PROBLEM TO SOLVE — Beneath this task is a listing. State how many of its lines include the string "ModelList", giving nothing but the number.

PROVIDED RECORDS —

________

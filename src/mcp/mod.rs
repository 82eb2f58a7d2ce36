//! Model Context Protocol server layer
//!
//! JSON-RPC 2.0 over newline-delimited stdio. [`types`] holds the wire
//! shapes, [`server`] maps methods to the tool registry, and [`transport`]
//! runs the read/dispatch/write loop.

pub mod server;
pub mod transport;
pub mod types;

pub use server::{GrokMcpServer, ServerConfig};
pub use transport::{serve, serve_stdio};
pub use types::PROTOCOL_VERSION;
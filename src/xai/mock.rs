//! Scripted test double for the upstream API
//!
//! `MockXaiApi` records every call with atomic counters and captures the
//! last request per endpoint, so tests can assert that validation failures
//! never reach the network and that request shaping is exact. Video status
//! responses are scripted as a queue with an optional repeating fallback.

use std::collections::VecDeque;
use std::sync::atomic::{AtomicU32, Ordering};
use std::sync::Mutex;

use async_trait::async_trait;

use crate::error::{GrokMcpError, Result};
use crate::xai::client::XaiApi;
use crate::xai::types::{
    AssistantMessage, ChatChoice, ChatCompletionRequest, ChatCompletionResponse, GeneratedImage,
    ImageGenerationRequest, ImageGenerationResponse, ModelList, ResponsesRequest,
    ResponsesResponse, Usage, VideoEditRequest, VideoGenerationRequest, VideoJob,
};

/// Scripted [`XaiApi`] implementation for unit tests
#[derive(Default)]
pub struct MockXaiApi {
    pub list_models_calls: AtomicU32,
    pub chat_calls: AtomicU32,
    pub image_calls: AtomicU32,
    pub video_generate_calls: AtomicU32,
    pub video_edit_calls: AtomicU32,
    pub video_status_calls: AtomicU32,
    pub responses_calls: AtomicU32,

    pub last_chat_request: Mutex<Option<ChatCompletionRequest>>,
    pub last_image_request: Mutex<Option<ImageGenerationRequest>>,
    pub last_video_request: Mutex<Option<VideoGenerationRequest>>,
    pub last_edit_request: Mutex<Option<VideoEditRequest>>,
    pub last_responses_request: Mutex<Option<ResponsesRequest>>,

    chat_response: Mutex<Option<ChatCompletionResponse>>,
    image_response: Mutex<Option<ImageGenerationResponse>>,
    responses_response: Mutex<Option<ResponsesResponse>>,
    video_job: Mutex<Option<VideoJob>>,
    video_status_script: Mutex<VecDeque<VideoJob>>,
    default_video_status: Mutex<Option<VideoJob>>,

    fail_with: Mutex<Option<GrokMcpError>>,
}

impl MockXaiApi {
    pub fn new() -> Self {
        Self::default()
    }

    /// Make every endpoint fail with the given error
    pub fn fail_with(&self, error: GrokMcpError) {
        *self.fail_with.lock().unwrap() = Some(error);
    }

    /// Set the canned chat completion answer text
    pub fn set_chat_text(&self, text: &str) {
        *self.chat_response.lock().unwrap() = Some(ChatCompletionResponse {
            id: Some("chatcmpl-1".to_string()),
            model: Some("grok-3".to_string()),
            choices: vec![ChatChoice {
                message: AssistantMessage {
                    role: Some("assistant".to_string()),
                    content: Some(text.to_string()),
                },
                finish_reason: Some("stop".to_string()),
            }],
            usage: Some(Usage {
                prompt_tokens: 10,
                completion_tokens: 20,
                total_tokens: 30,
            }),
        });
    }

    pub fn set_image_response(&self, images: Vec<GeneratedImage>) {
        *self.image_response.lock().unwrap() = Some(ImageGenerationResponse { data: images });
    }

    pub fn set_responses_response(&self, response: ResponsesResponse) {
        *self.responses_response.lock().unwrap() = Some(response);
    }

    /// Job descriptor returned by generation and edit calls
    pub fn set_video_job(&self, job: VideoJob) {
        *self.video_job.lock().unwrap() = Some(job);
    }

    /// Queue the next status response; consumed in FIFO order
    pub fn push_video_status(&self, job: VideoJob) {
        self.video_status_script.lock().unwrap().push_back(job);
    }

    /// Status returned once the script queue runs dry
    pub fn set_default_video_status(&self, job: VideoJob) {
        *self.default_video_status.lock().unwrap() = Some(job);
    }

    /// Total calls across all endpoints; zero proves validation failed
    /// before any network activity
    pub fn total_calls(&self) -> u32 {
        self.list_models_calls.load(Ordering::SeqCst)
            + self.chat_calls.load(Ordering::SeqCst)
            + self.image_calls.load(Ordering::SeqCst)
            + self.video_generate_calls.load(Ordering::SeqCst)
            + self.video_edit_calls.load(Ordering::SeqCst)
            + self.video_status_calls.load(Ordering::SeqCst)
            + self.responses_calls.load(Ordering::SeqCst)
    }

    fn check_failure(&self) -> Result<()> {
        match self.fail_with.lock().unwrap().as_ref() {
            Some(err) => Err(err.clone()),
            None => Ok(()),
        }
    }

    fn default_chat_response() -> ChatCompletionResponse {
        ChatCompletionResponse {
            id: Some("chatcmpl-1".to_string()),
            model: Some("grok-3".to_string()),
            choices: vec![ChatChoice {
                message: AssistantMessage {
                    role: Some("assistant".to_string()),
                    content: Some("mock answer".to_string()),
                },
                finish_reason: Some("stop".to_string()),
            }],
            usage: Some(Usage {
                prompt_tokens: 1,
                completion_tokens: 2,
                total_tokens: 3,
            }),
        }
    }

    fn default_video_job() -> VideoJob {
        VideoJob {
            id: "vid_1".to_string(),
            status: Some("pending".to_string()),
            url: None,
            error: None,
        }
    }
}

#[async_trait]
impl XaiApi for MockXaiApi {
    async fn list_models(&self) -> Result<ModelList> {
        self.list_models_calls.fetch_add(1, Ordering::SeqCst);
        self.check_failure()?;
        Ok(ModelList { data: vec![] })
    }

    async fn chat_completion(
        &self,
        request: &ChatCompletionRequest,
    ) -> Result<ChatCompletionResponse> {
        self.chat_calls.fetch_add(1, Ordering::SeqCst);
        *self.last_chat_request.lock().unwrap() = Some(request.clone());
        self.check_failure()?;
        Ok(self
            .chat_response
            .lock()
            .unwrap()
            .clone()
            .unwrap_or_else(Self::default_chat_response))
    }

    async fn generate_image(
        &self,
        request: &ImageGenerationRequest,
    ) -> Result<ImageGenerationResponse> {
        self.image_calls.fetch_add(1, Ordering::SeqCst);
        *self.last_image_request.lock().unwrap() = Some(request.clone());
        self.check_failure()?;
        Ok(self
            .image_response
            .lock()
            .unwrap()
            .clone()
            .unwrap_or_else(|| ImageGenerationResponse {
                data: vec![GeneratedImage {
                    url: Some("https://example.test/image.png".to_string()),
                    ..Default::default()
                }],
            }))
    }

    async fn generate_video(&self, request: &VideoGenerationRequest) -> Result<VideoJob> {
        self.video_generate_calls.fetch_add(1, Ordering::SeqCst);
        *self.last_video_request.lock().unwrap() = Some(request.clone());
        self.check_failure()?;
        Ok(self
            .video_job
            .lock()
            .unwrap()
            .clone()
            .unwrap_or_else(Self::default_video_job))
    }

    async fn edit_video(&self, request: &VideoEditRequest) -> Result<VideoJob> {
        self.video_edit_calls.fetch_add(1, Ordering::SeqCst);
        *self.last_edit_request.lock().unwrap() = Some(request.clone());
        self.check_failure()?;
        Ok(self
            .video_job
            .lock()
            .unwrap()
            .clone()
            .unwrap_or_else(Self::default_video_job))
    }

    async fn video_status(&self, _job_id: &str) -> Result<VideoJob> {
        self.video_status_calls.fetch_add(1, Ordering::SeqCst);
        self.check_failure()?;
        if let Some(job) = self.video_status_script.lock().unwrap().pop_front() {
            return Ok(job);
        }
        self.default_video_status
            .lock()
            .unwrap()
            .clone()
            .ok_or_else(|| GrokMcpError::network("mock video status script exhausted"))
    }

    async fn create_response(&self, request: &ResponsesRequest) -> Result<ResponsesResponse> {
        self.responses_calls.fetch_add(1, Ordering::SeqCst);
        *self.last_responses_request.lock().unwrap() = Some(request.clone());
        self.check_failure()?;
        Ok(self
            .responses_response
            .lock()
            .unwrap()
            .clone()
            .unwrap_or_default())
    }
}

________

EXERCISE ANSWER — 3